В конце XVIII в. , вследствие активной деятельности известного чеченского проповедника Шейха Мансура, значительно укрепились позиции законов шариата и мусульманского духовенства. В Кабарду ислам проник только в XVI в. Исламизация местной знати, а в последствии и большинства населения этой страны, была прямым следствием господства над ними крымских ханов. Из Кабарды суннизм ханифитской школы распространялся и среди балкарцев. В середине XVIII в. он здесь окончательно утвердился. (10)

В XVIII в. распространению ислама в Осетии способствовало влияние соседних Кабарды, Дагестана и Чечни. (11) Но ислам все-таки не стал господствующей религией в Осетии. Довольно большая часть осетин признавала православную христианскую религию.

На территорию современной Карачаево-Черкесии ислам в виде ханифитского мазхаба суннизма проник в XIV-XV вв. Его реальное распространение среди местных черкесских и адыгейских племен начинается только с XVII в. Этому способствовало ослабление Россиийско — Черкесских взаимосвязей и усиление влияния в том регионе Турецко-Крымского ханства. Среди карачаевцев ислам стал распространяться только в XVIII в. под влиянием Турецко-Крымского ханства, а окончательно магометанство в Кабарде утвердилось только в XIX в.
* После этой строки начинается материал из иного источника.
//! BDD-style scenario tests for textstat-config.

use std::path::{Path, PathBuf};

use clap::Parser;
use textstat_config::{
    CONFIG_FILE_NAME, Cli, Commands, ConfigError, GlobalArgs, Metric, OutputFormat, Query,
    Settings, TomlConfig, View,
};

mod given_toml {
    use super::*;

    #[test]
    fn when_empty_string_parsed_then_all_defaults_applied() {
        let config = TomlConfig::parse("").expect("empty TOML should parse");
        assert_eq!(config, TomlConfig::default());
    }

    #[test]
    fn when_all_sections_present_then_fields_populated() {
        let config = TomlConfig::parse(
            r#"
[analysis]
lower = true

[input]
strip = "<br>"
strip_control = true
control_pattern = "[\\t]+"

[output]
format = "json"
"#,
        )
        .expect("valid TOML");

        assert_eq!(config.analysis.lower, Some(true));
        assert_eq!(config.input.strip.as_deref(), Some("<br>"));
        assert_eq!(config.input.strip_control, Some(true));
        assert_eq!(config.input.control_pattern.as_deref(), Some("[\\t]+"));
        assert_eq!(config.output.format, Some(OutputFormat::Json));
    }

    #[test]
    fn when_format_is_unknown_then_parse_fails() {
        assert!(TomlConfig::parse("[output]\nformat = \"html\"\n").is_err());
    }
}

mod given_config_file {
    use super::*;

    #[test]
    fn when_present_in_dir_then_discovered() {
        let dir = tempfile::tempdir().unwrap();
        std::fs::write(dir.path().join(CONFIG_FILE_NAME), "[analysis]\nlower = true\n").unwrap();

        let config = TomlConfig::discover(None, dir.path()).unwrap();
        assert_eq!(config.unwrap().analysis.lower, Some(true));
    }

    #[test]
    fn when_absent_then_none() {
        let dir = tempfile::tempdir().unwrap();
        assert_eq!(TomlConfig::discover(None, dir.path()).unwrap(), None);
    }

    #[test]
    fn when_explicit_path_missing_then_error() {
        let dir = tempfile::tempdir().unwrap();
        let missing = dir.path().join("nope.toml");
        assert!(TomlConfig::discover(Some(&missing), dir.path()).is_err());
    }

    #[test]
    fn when_file_is_malformed_then_parse_error_names_the_file() {
        let dir = tempfile::tempdir().unwrap();
        let path = dir.path().join("bad.toml");
        std::fs::write(&path, "[analysis\n").unwrap();

        let err = TomlConfig::from_file(&path).unwrap_err();
        assert!(matches!(err, ConfigError::Parse { .. }));
        assert!(err.to_string().contains("bad.toml"));
    }

    #[test]
    fn when_file_has_unknown_format_then_parse_error() {
        let dir = tempfile::tempdir().unwrap();
        let path = dir.path().join("textstat.toml");
        std::fs::write(&path, "[output]\nformat = \"html\"\n").unwrap();

        let err = TomlConfig::discover(Some(&path), dir.path()).unwrap_err();
        assert!(matches!(err, ConfigError::Parse { .. }));
    }

    #[test]
    fn when_explicit_path_missing_then_io_error() {
        let dir = tempfile::tempdir().unwrap();
        let err = TomlConfig::from_file(&dir.path().join("nope.toml")).unwrap_err();
        assert!(matches!(err, ConfigError::Io { .. }));
    }
}

mod given_cli_and_file {
    use super::*;

    fn file() -> TomlConfig {
        TomlConfig::parse(
            "[analysis]\nlower = true\n[input]\nstrip = \"x\"\n[output]\nformat = \"text\"\n",
        )
        .unwrap()
    }

    #[test]
    fn when_cli_is_silent_then_file_values_apply() {
        let settings = Settings::resolve(&GlobalArgs::default(), None, Some(&file()));
        assert!(settings.lower);
        assert_eq!(settings.strip.as_deref(), Some("x"));
        assert_eq!(settings.format, OutputFormat::Text);
    }

    #[test]
    fn when_cli_negates_file_flags_then_they_are_off() {
        let mut config = file();
        config.input.strip_control = Some(true);
        let global = GlobalArgs {
            no_lower: true,
            no_strip_control: true,
            ..GlobalArgs::default()
        };

        let settings = Settings::resolve(&global, None, Some(&config));
        assert!(!settings.lower);
        assert!(!settings.strip_control);
    }

    #[test]
    fn when_cli_sets_values_then_cli_wins() {
        let global = GlobalArgs {
            strip: Some("y".to_string()),
            ..GlobalArgs::default()
        };
        let settings = Settings::resolve(&global, Some(OutputFormat::Json), Some(&file()));
        assert_eq!(settings.strip.as_deref(), Some("y"));
        assert_eq!(settings.format, OutputFormat::Json);
    }
}

mod given_command_line {
    use super::*;

    #[test]
    fn when_compare_parsed_then_metric_and_view_set() {
        let cli = Cli::parse_from([
            "textstat", "compare", "a.txt", "b.txt", "--metric", "average", "--view", "sentences",
        ]);
        match cli.command {
            Some(Commands::Compare(args)) => {
                assert_eq!(args.first, PathBuf::from("a.txt"));
                assert_eq!(args.second, Path::new("b.txt"));
                assert_eq!(args.metric, Metric::Average);
                assert_eq!(args.view, View::Sentences);
            }
            other => panic!("expected compare, got {other:?}"),
        }
    }

    #[test]
    fn when_compare_has_no_options_then_defaults_to_word_count() {
        let cli = Cli::parse_from(["textstat", "compare", "a", "b"]);
        let Some(Commands::Compare(args)) = cli.command else {
            panic!("expected compare");
        };
        assert_eq!(args.metric, Metric::Count);
        assert_eq!(args.view, View::Words);
    }

    #[test]
    fn when_query_parsed_then_kebab_case_names_accepted() {
        let cli = Cli::parse_from(["textstat", "query", "average-word-length", "-"]);
        let Some(Commands::Query(args)) = cli.command else {
            panic!("expected query");
        };
        assert_eq!(args.query, Query::AverageWordLength);
        assert_eq!(args.path, Some(PathBuf::from("-")));
    }

    #[test]
    fn when_global_flags_follow_subcommand_then_still_parsed() {
        let cli = Cli::parse_from(["textstat", "report", "f.txt", "--lower", "-vv"]);
        assert!(cli.global.lower);
        assert_eq!(cli.global.verbose, 2);
    }

    #[test]
    fn when_unknown_metric_then_error() {
        let parsed = Cli::try_parse_from(["textstat", "compare", "a", "b", "--metric", "mean"]);
        assert!(parsed.is_err());
    }

    #[test]
    fn when_no_subcommand_then_report_is_the_command() {
        let cli = Cli::parse_from(["textstat", "--format", "json", "notes.txt"]);
        let (_, command) = cli.into_command().unwrap();
        let Commands::Report(args) = command else {
            panic!("expected report");
        };
        assert_eq!(args.format, Some(OutputFormat::Json));
        assert_eq!(args.path, Some(PathBuf::from("notes.txt")));
    }

    #[test]
    fn when_report_format_precedes_subcommand_then_conflict() {
        let cli = Cli::parse_from(["textstat", "--format", "json", "query", "words"]);
        let err = cli.into_command().unwrap_err();
        assert_eq!(err.kind(), clap::error::ErrorKind::ArgumentConflict);
    }

    #[test]
    fn when_format_follows_subcommand_then_accepted() {
        let cli = Cli::parse_from(["textstat", "compare", "a", "b", "--format", "json"]);
        let (_, command) = cli.into_command().unwrap();
        let Commands::Compare(args) = command else {
            panic!("expected compare");
        };
        assert_eq!(args.format, Some(OutputFormat::Json));
    }

    #[test]
    fn when_no_lower_follows_lower_then_last_flag_wins() {
        let cli = Cli::parse_from(["textstat", "--lower", "--no-lower"]);
        assert!(!cli.global.lower);
        assert!(cli.global.no_lower);
    }
}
Что касается Адыгеи, здесь Процесс исламизации начался с XV в. и закончился в XVIII в. Это было прямым следствием усиления в этот период Османской империи и Крымского ханства на северо-западном Кавказе, что обусловило утверждение в Адыгее суннитского ислама, ханифитского мазхаба. Уже в XVIII веке, благодаря поддержке турков, в Адыгее в виде города Анапа создается мощный центр распространения ислама. (12) Из этого сюжета видно, что исламизация в регионе шла не только под внешними влияниями, она с XIII в. идет в том числе уже и на внутренней основе, хотя внешний фактор все еще играет значительную роль. С XVII в. в исламе начинаются обновленческие процессы, которые Дж. С. Тримингэм связывал с внутренней борьбой между «фундаментализмом» и суфизмом. Это обусловило содержание более поздних конфессиональных процессов в регионе.

Новым явлением в движении «чистого» ислама можно считать усиление культа пророка Мухаммада. Культ Пророка пустил в регионе глубокие корни. Активизировалась деятельность суфийских шайхов в Чечне, в частности шайха Мута в первой половине XVII в. В 1785-1791 гг. возникает движение шайха Мансура, которое было реакцией на вхождение местных обществ в состав Российской империи. (13)
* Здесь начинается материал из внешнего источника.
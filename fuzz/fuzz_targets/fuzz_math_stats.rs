#![no_main]

use libfuzzer_sys::fuzz_target;
use textstat_math::{checked_average, checked_ratio, round_f64};

const MAX_INPUT_SIZE: usize = 1024;

fn read_u32(bytes: &[u8]) -> u32 {
    let mut arr = [0u8; 4];
    let len = bytes.len().min(4);
    arr[..len].copy_from_slice(&bytes[..len]);
    u32::from_le_bytes(arr)
}

fuzz_target!(|data: &[u8]| {
    if data.is_empty() || data.len() > MAX_INPUT_SIZE {
        return;
    }

    let total = read_u32(data.get(0..4).unwrap_or(&[])) as usize;
    let count = read_u32(data.get(4..8).unwrap_or(&[])) as usize;

    match checked_average(total, count) {
        None => assert_eq!(count, 0),
        Some(avg) => {
            assert!(count > 0);
            assert!(avg >= 0.0);
            assert!(avg <= total as f64 + 0.005);
        }
    }

    let numer = total as f64;
    let denom = count as f64;
    assert_eq!(checked_ratio(numer, denom).is_none(), count == 0);

    let decimals = (data[0] % 6) as u32;
    let rounded = round_f64(numer, decimals);
    assert_eq!(rounded, numer);
});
Таким образом, в средние века и в период новой истории, на Северном Кавказе нашли широкое распространение имеющие различные направления суфийские братства: кадирийя, накшбандийя, лисаквийя и др. Деятельность этих братств значительно определяла специфику мусульман Северного Кавказа. В этом регионе мусульманская религия приняла отличительный оттенок от существующего на Ближнем Востоке ислама, возникшего в ранние средние века.
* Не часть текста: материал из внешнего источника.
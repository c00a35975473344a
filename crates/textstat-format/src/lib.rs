//! # textstat-format
//!
//! **Tier 4 (Formatting)**
//!
//! Rendering of textstat results and the [`TextPrinter`] console layer.
//!
//! ## What belongs here
//! * Markdown / JSON / plain renderers for [`TextSummary`]
//! * Writing query results to a stream
//!
//! ## What does NOT belong here
//! * Calculating statistics
//! * CLI arg parsing

mod printer;

use std::io::Write;

use anyhow::Result;
use textstat_types::{ComparisonResult, OutputFormat, TextSummary, View};

pub use printer::TextPrinter;

/// Render `summary` in `format` and write it to `out`.
pub fn write_summary_to<W: Write>(
    out: &mut W,
    summary: &TextSummary,
    format: OutputFormat,
) -> Result<()> {
    match format {
        OutputFormat::Md => write!(out, "{}", render_md(summary))?,
        OutputFormat::Text => write!(out, "{}", render_text(summary))?,
        OutputFormat::Json => writeln!(out, "{}", render_json(summary)?)?,
    }
    Ok(())
}

pub fn write_comparison_to<W: Write>(
    out: &mut W,
    result: &ComparisonResult,
    view: View,
    format: OutputFormat,
) -> Result<()> {
    match format {
        OutputFormat::Md => write!(out, "{}", render_comparison_md(result, view))?,
        OutputFormat::Text => writeln!(out, "{}", result)?,
        OutputFormat::Json => writeln!(out, "{}", serde_json::to_string(result)?)?,
    }
    Ok(())
}

pub fn render_md(summary: &TextSummary) -> String {
    let mut s = String::new();

    if let Some(notice) = summary.notice {
        s.push_str(&format!("> Note: {}\n\n", notice));
    }

    s.push_str("|View|Count|Length|Avg|Distinct|Polarity|Subjectivity|\n");
    s.push_str("|---|---:|---:|---:|---:|---:|---:|\n");
    for (view, seq) in [
        (View::Words, &summary.words),
        (View::Sentences, &summary.sentences),
    ] {
        s.push_str(&format!(
            "|{}|{}|{}|{}|{}|{:.2}|{:.2}|\n",
            view,
            seq.count,
            seq.total_length,
            fmt_opt(seq.average),
            seq.distinct,
            seq.sentiment.polarity,
            seq.sentiment.subjectivity,
        ));
    }

    s.push('\n');
    s.push_str(&format!(
        "Average sentence length: {}\n",
        fmt_opt(summary.average_sentence_length)
    ));
    s.push_str(&format!(
        "Average word length: {}\n",
        fmt_opt(summary.average_word_length)
    ));

    if !summary.top_words.is_empty() {
        s.push('\n');
        s.push_str("|Word|Count|\n");
        s.push_str("|---|---:|\n");
        for row in &summary.top_words {
            s.push_str(&format!("|{}|{}|\n", escape_md(&row.token), row.count));
        }
    }

    s
}

pub fn render_text(summary: &TextSummary) -> String {
    let mut s = String::new();
    if let Some(notice) = summary.notice {
        s.push_str(&format!("notice: {}\n", notice));
    }
    s.push_str(&format!("word_count: {}\n", summary.words.count));
    s.push_str(&format!("sentence_count: {}\n", summary.sentences.count));
    s.push_str(&format!("word_total_length: {}\n", summary.words.total_length));
    s.push_str(&format!(
        "sentence_total_length: {}\n",
        summary.sentences.total_length
    ));
    s.push_str(&format!(
        "average_sentence_length: {}\n",
        fmt_opt(summary.average_sentence_length)
    ));
    s.push_str(&format!(
        "average_word_length: {}\n",
        fmt_opt(summary.average_word_length)
    ));
    s.push_str(&format!("word_sentiment: {}\n", summary.words.sentiment));
    s.push_str(&format!("sentence_sentiment: {}\n", summary.sentences.sentiment));
    s
}

pub fn render_json(summary: &TextSummary) -> Result<String> {
    Ok(serde_json::to_string(summary)?)
}

pub fn render_comparison_md(result: &ComparisonResult, view: View) -> String {
    let mut s = String::new();
    s.push_str("|Metric|View|Result|\n");
    s.push_str("|---|---|---|\n");
    s.push_str(&format!("|{}|{}|{}|\n", result.metric, view, result));
    s
}

fn fmt_opt(value: Option<f64>) -> String {
    match value {
        Some(v) => format!("{:.2}", v),
        None => "n/a".to_string(),
    }
}

fn escape_md(token: &str) -> String {
    token.replace('|', "\\|")
}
Мировоззрение Накшбандийя было своеобразным синтезом религиозно- мистических верований городских социальных слоев и турко-язычных кочевников. На Северный Кавказ, в Дагестан и Чечню, это братство проникло из северной Турции. (14) В середине XIX в. накшбандийя превратилась в идейную основу проходящего под предводительством Шамиля движения – мюридизма .

В Дагестане власть местного управления преимущественно опиралась на традиционные нормы, обычаи, которых ислам не притеснял. Проходящие в таких условиях выступления социального характера против местных феодалов, естественно, принимали оттенок борьбы за чистоту законов шариата. Начиная с XVII в. , предводителями такого движения являются шейхи, которые противостояли так называемому официальному духовенству. В 20-ые гг. XIX в. новый толчок этому социальному движению дало проникновение в Дагестан учения суфийского шейха Накшбанда.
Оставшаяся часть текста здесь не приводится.